La perfidia dei Borgia
Avvelenatori seriali

In una precedente nota, si è parlato di Lucrezia Borgia evidenziando le sue doti migliori, come abile governatrice, moglie, madre, protettrice di artisti e poeti, consolatrice di poveri e derelitti, brava allevatrice di bufale. Questo secondo il parere di tanti storici, studiosi e altri ancora.

Ma non mancarono i denigratori, coloro che ritennero tutto quanto di negativo si può incontrare in una donna. Questa volta, si resta dalla parte di questi ultimi.

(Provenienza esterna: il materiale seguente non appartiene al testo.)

//! Courant numbers from a face flux, the blending criterion of the
//! Courant-blended schemes.

use std::borrow::Cow;

use fv_core::{DIM_FLUX, DIM_MASS_FLUX, DIMLESS};
use fv_fields::fvc::surface_sum;
use fv_fields::{PatchKind, SurfaceField, VolField, read};
use tracing::trace;

use crate::context::SchemeContext;
use crate::error::{SchemeError, SchemeResult};

/// Interpolation entry used to carry the cell Courant number to faces.
pub const COURANT_INTERPOLATION_KEY: &str = "interpolate(Co)";

/// Interpolation entry used to carry the density to faces.
pub const DENSITY_INTERPOLATION_KEY: &str = "interpolate(rho)";

/// The flux in volumetric units.
///
/// A volumetric flux is returned as is. A mass flux is divided face by face
/// by the interpolated density. Any other dimensions are rejected.
pub fn volumetric_flux<'a>(
    phi: &'a SurfaceField<f64>,
    ctx: &SchemeContext,
) -> SchemeResult<Cow<'a, SurfaceField<f64>>> {
    let dimensions = phi.dimensions();
    if dimensions == DIM_FLUX {
        return Ok(Cow::Borrowed(phi));
    }
    if dimensions != DIM_MASS_FLUX {
        return Err(SchemeError::DimensionalConsistency {
            what: format!("face flux '{}'", phi.name()),
            dimensions,
        });
    }

    let rho = ctx.density()?;
    let rho = read(&rho);
    trace!(flux = phi.name(), density = rho.name(), "converting mass flux");
    let rho_f = ctx
        .scalar_interpolation_scheme(DENSITY_INTERPOLATION_KEY)?
        .interpolate(&rho)?;
    let volumetric = phi.divide_by(&rho_f)?;
    if volumetric.dimensions() != DIM_FLUX {
        return Err(SchemeError::DimensionalConsistency {
            what: format!("'{}' divided by density '{}'", phi.name(), rho.name()),
            dimensions: volumetric.dimensions(),
        });
    }
    Ok(Cow::Owned(volumetric))
}

/// Cell Courant number `0.5 * dt * Σ|phi| / V`.
///
/// The sum runs over every face of the cell, so each through-flow is counted
/// on the way in and on the way out; the factor 0.5 compensates.
pub fn cell_courant_number(phi: &SurfaceField<f64>, delta_t: f64) -> SchemeResult<VolField<f64>> {
    let mesh = phi.mesh();
    let sum_phi = surface_sum(&phi.mag())?;
    let values = sum_phi
        .internal()
        .iter()
        .zip(mesh.cell_volumes())
        .map(|(&sum, &volume)| (sum / volume) * 0.5 * delta_t)
        .collect();
    Ok(VolField::from_values(
        "Co",
        mesh,
        DIMLESS,
        values,
        PatchKind::ExtrapolatedCalculated,
    )?)
}

/// Face Courant number `dt * deltaCoeff * |phi| / |Sf|`.
pub fn face_courant_number(phi: &SurfaceField<f64>, delta_t: f64) -> SchemeResult<SurfaceField<f64>> {
    let mesh = phi.mesh();
    let delta_coeffs = mesh.delta_coeffs();
    let mag_sf = mesh.face_area_magnitudes();
    let values = phi
        .values()
        .iter()
        .zip(delta_coeffs.iter().zip(&mag_sf))
        .map(|(&flux, (&dc, &area))| delta_t * dc * flux.abs() / area)
        .collect();
    Ok(SurfaceField::from_values("Cof", mesh, DIMLESS, values)?)
}
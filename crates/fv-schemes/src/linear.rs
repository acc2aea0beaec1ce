//! Geometric schemes: `linear` and `midPoint`.

use fv_fields::{FieldValue, SurfaceField, VolField};

use crate::error::SchemeResult;
use crate::interpolation::weights_field;
use crate::registry::SchemeArgs;
use crate::traits::InterpolationScheme;

/// Distance-weighted interpolation between the two cell centres.
#[derive(Debug, Clone, Copy, Default)]
pub struct Linear;

impl Linear {
    pub fn construct<T: FieldValue>(
        _args: SchemeArgs<'_, T>,
    ) -> SchemeResult<Box<dyn InterpolationScheme<T>>> {
        Ok(Box::new(Linear))
    }
}

impl<T: FieldValue> InterpolationScheme<T> for Linear {
    fn name(&self) -> &str {
        "linear"
    }

    fn weights(&self, vf: &VolField<T>) -> SchemeResult<SurfaceField<f64>> {
        let mesh = vf.mesh();
        weights_field(mesh, "linearWeights", mesh.linear_weights())
    }
}

/// Arithmetic mean of the two cell values, regardless of geometry.
#[derive(Debug, Clone, Copy, Default)]
pub struct MidPoint;

impl MidPoint {
    pub fn construct<T: FieldValue>(
        _args: SchemeArgs<'_, T>,
    ) -> SchemeResult<Box<dyn InterpolationScheme<T>>> {
        Ok(Box::new(MidPoint))
    }
}

impl<T: FieldValue> InterpolationScheme<T> for MidPoint {
    fn name(&self) -> &str {
        "midPoint"
    }

    fn weights(&self, vf: &VolField<T>) -> SchemeResult<SurfaceField<f64>> {
        let mesh = vf.mesh();
        let n_internal = mesh.n_internal_faces();
        let values = (0..mesh.n_faces())
            .map(|f| if f < n_internal { 0.5 } else { 1.0 })
            .collect();
        weights_field(mesh, "midPointWeights", values)
    }
}

#[cfg(test)]
mod tests {
    use super::*;
    use fv_core::{DIMLESS, Vector};
    use fv_fields::PatchKind;
    use fv_mesh::MeshBuilder;
    use std::sync::Arc;

    // Owner centre 0.25 from the face, neighbour centre 1.0 from it
    fn stretched() -> Arc<fv_mesh::Mesh> {
        let mut b = MeshBuilder::new();
        let c0 = b.add_cell(Vector::new(0.25, 0.5, 0.5), 0.5);
        let c1 = b.add_cell(Vector::new(1.5, 0.5, 0.5), 2.0);
        b.add_internal_face(c0, c1, Vector::new(0.5, 0.5, 0.5), Vector::x());
        let wall = b.add_patch("walls");
        b.add_boundary_face(wall, c0, Vector::new(0.0, 0.5, 0.5), -Vector::x());
        b.add_boundary_face(wall, c1, Vector::new(2.5, 0.5, 0.5), Vector::x());
        Arc::new(b.build().unwrap())
    }

    #[test]
    fn linear_interpolates_linear_profile_exactly() {
        let mesh = stretched();
        let vf = VolField::from_cell_centres("x", &mesh, DIMLESS, |c| 2.0 * c.x);
        let face = Linear.interpolate(&vf).unwrap();
        assert!((face.values()[0] - 1.0).abs() < 1e-12);
        // Boundary faces hold the boundary values
        assert_eq!(face.boundary(), &[0.0, 5.0]);
    }

    #[test]
    fn mid_point_ignores_geometry() {
        let mesh = stretched();
        let vf = VolField::from_values("T", &mesh, DIMLESS, vec![1.0, 3.0], PatchKind::ZeroGradient)
            .unwrap();
        let w = InterpolationScheme::<f64>::weights(&MidPoint, &vf).unwrap();
        assert_eq!(w.values(), &[0.5, 1.0, 1.0]);
        assert_eq!(MidPoint.interpolate(&vf).unwrap().values(), &[2.0, 1.0, 3.0]);
    }
}
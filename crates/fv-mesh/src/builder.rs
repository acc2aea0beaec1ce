//! Incremental mesh builder.

use std::collections::HashMap;
use fv_core::{CellId, FaceId, FvResult, PatchId, Real, Vector};

use crate::error::MeshError;
use crate::mesh::{Mesh, Patch};
use crate::validate;

#[derive(Debug, Clone)]
pub(crate) struct CellDef {
    pub centre: Vector,
    pub volume: Real,
}

#[derive(Debug, Clone)]
pub(crate) struct FaceDef {
    pub owner: CellId,
    pub neighbour: Option<CellId>,
    pub centre: Vector,
    pub area: Vector,
}

#[derive(Debug, Clone)]
pub(crate) struct PatchDef {
    pub name: String,
    pub faces: Vec<FaceDef>,
}

/// Builder for constructing a mesh incrementally.
///
/// Use `add_cell`, `add_internal_face`, `add_patch` and `add_boundary_face`
/// to describe the mesh, then call `build()` to validate and freeze it into an
/// immutable `Mesh`. Internal faces keep the order they were added in;
/// boundary faces are grouped by patch after them.
#[derive(Debug, Default)]
pub struct MeshBuilder {
    cells: Vec<CellDef>,
    internal_faces: Vec<FaceDef>,
    patches: Vec<PatchDef>,
    // Boundary faces whose patch id was not valid when added.
    orphan_faces: Vec<PatchId>,
}

impl MeshBuilder {
    /// Create a new empty builder.
    pub fn new() -> Self {
        Self::default()
    }

    /// Add a cell and return its ID.
    pub fn add_cell(&mut self, centre: Vector, volume: Real) -> CellId {
        let id = CellId::from_index(self.cells.len() as u32);
        self.cells.push(CellDef { centre, volume });
        id
    }

    /// Add an internal face between two cells.
    ///
    /// `area` is the face area vector, pointing from `owner` into `neighbour`.
    pub fn add_internal_face(
        &mut self,
        owner: CellId,
        neighbour: CellId,
        centre: Vector,
        area: Vector,
    ) -> FaceId {
        let id = FaceId::from_index(self.internal_faces.len() as u32);
        self.internal_faces.push(FaceDef {
            owner,
            neighbour: Some(neighbour),
            centre,
            area,
        });
        id
    }

    /// Add an (initially empty) boundary patch and return its ID.
    pub fn add_patch(&mut self, name: impl Into<String>) -> PatchId {
        let id = PatchId::from_index(self.patches.len() as u32);
        self.patches.push(PatchDef {
            name: name.into(),
            faces: Vec::new(),
        });
        id
    }

    /// Add a boundary face to a patch.
    ///
    /// `area` points out of the domain.
    pub fn add_boundary_face(&mut self, patch: PatchId, owner: CellId, centre: Vector, area: Vector) {
        let face = FaceDef {
            owner,
            neighbour: None,
            centre,
            area,
        };
        match self.patches.get_mut(patch.idx()) {
            Some(def) => def.faces.push(face),
            None => self.orphan_faces.push(patch),
        }
    }

    pub fn n_cells(&self) -> usize {
        self.cells.len()
    }

    /// Build and validate the mesh, returning an immutable `Mesh`.
    ///
    /// This performs validation and constructs compact adjacency lists.
    pub fn build(self) -> FvResult<Mesh> {
        if let Some(&patch) = self.orphan_faces.first() {
            return Err(MeshError::InvalidPatchRef { patch }.into());
        }

        let n_faces =
            self.internal_faces.len() + self.patches.iter().map(|p| p.faces.len()).sum::<usize>();
        if u32::try_from(n_faces).is_err() {
            return Err(MeshError::TooLarge {
                what: "faces",
                count: n_faces,
            }
            .into());
        }

        // First validate the structure
        validate::validate_structure(&self.cells, &self.internal_faces, &self.patches)?;

        let mut cell_centres = Vec::with_capacity(self.cells.len());
        let mut cell_volumes = Vec::with_capacity(self.cells.len());
        for cell in &self.cells {
            cell_centres.push(cell.centre);
            cell_volumes.push(cell.volume);
        }

        let mut face_centres = Vec::with_capacity(n_faces);
        let mut face_areas = Vec::with_capacity(n_faces);
        let mut owner = Vec::with_capacity(n_faces);
        let mut neighbour = Vec::with_capacity(self.internal_faces.len());

        for face in &self.internal_faces {
            face_centres.push(face.centre);
            face_areas.push(face.area);
            owner.push(face.owner.idx());
            if let Some(nei) = face.neighbour {
                neighbour.push(nei.idx());
            }
        }

        let mut patches = Vec::with_capacity(self.patches.len());
        for (i, def) in self.patches.iter().enumerate() {
            let start = owner.len();
            for face in &def.faces {
                face_centres.push(face.centre);
                face_areas.push(face.area);
                owner.push(face.owner.idx());
            }
            patches.push(Patch {
                id: PatchId::from_index(i as u32),
                name: def.name.clone(),
                start,
                size: def.faces.len(),
            });
        }

        // Build adjacency lists: cell -> [faces]
        let (cell_face_offsets, cell_faces) =
            Self::build_adjacency(self.cells.len(), &owner, &neighbour);

        // Validate adjacency consistency
        validate::validate_adjacency(&owner, &neighbour, &cell_face_offsets, &cell_faces)?;

        Ok(Mesh {
            cell_centres,
            cell_volumes,
            face_centres,
            face_areas,
            owner,
            neighbour,
            patches,
            cell_face_offsets,
            cell_faces,
        })
    }

    /// Build compact adjacency lists: for each cell, collect its bounding faces.
    fn build_adjacency(
        n_cells: usize,
        owner: &[usize],
        neighbour: &[usize],
    ) -> (Vec<usize>, Vec<usize>) {
        // Group faces by cell
        let mut cell_to_faces: HashMap<usize, Vec<usize>> = HashMap::new();
        for (face, &cell) in owner.iter().enumerate() {
            cell_to_faces.entry(cell).or_default().push(face);
        }
        for (face, &cell) in neighbour.iter().enumerate() {
            cell_to_faces.entry(cell).or_default().push(face);
        }

        // Sort each cell's face list for determinism
        for faces in cell_to_faces.values_mut() {
            faces.sort_unstable();
        }

        // Build offsets and flat list
        let mut offsets = Vec::with_capacity(n_cells + 1);
        let mut flat_faces = Vec::new();
        offsets.push(0);

        for cell in 0..n_cells {
            if let Some(faces) = cell_to_faces.get(&cell) {
                flat_faces.extend_from_slice(faces);
            }
            offsets.push(flat_faces.len());
        }

        (offsets, flat_faces)
    }
}
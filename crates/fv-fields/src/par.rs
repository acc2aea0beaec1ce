//! Element-wise loops that switch to rayon on large meshes.

use rayon::prelude::*;

/// Below this many elements loops stay serial.
pub const PARALLEL_THRESHOLD: usize = 4096;

/// Collect `f(i)` for `i in 0..n`, in index order.
pub(crate) fn map_indexed<T, F>(n: usize, f: F) -> Vec<T>
where
    T: Send,
    F: Fn(usize) -> T + Sync + Send,
{
    if n >= PARALLEL_THRESHOLD {
        (0..n).into_par_iter().map(f).collect()
    } else {
        (0..n).map(f).collect()
    }
}

#[cfg(test)]
mod tests {
    use super::*;

    #[test]
    fn map_indexed_keeps_order() {
        for n in [0, 7, PARALLEL_THRESHOLD + 3] {
            let v = map_indexed(n, |i| i * 2);
            assert_eq!(v.len(), n);
            assert!(v.iter().enumerate().all(|(i, &x)| x == 2 * i));
        }
    }
}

Tanto per cominciare, molti ritengono che i Borgia avessero inventato un veleno (la cui la composizione è rimasta segreta) di grande efficacia, in grado di mandare al Creatore e con sicurezza, senza mancare un colpo e con rapidità; ma studi recenti sono giunti alla conclusione che essi non avevano inventato nulla di tutto questo. Pare che sia Papa Alessandro VI sia suo figlio Cesare, per compiere i loro delitti (secondo alcuni otto Cardinali, secondo altri «solamente» tre) abbiano usato un prodotto avente come base l’arsenico additivato da nitrato d’argento, antimonio, acetato neutro di piombo, vale a dire sostanze minerali che, alla fine del XIV secolo, avevano avuto un enorme «successo». A ogni modo, Cesare non aveva remore nell’uso della spada per lo stesso scopo. E sono parecchi coloro che ritengono che all’uso dei veleni sia ricorsa anche Lucrezia e che la sua preferenza ricadesse sulla cantarella, un veleno micidiale con il quale avrebbe eliminato i suoi nemici, facendola ingerire loro insieme con il cibo o le bevande. La cantarella è una variante dell’arsenico, efficace nelle sue prestazioni, difficile da individuare. Per produrla, si cospargeva l’arsenico sulle viscere ancora fumanti dei suini, si lasciava seccare il tutto e infine lo si polverizzava. Altro metodo per ottenerla consisteva nell’aggiungere arsenico all’urina di giovani, dopo averla fatta depositare in un catino di rame; si creava così una polvere bianca che, solo all’apparenza, aveva un aspetto del tutto non pericoloso, ma che nascondeva in sé un potere tossico da portare alla morte sicura il malcapitato, tra atroci tormenti e nel giro di 24 ore. Altra grave accusa nei confronti di Lucrezia era quella di incesto sia con il padre Rodrigo Borgia, Papa Alessandro VI, sia con il fratello Cesare.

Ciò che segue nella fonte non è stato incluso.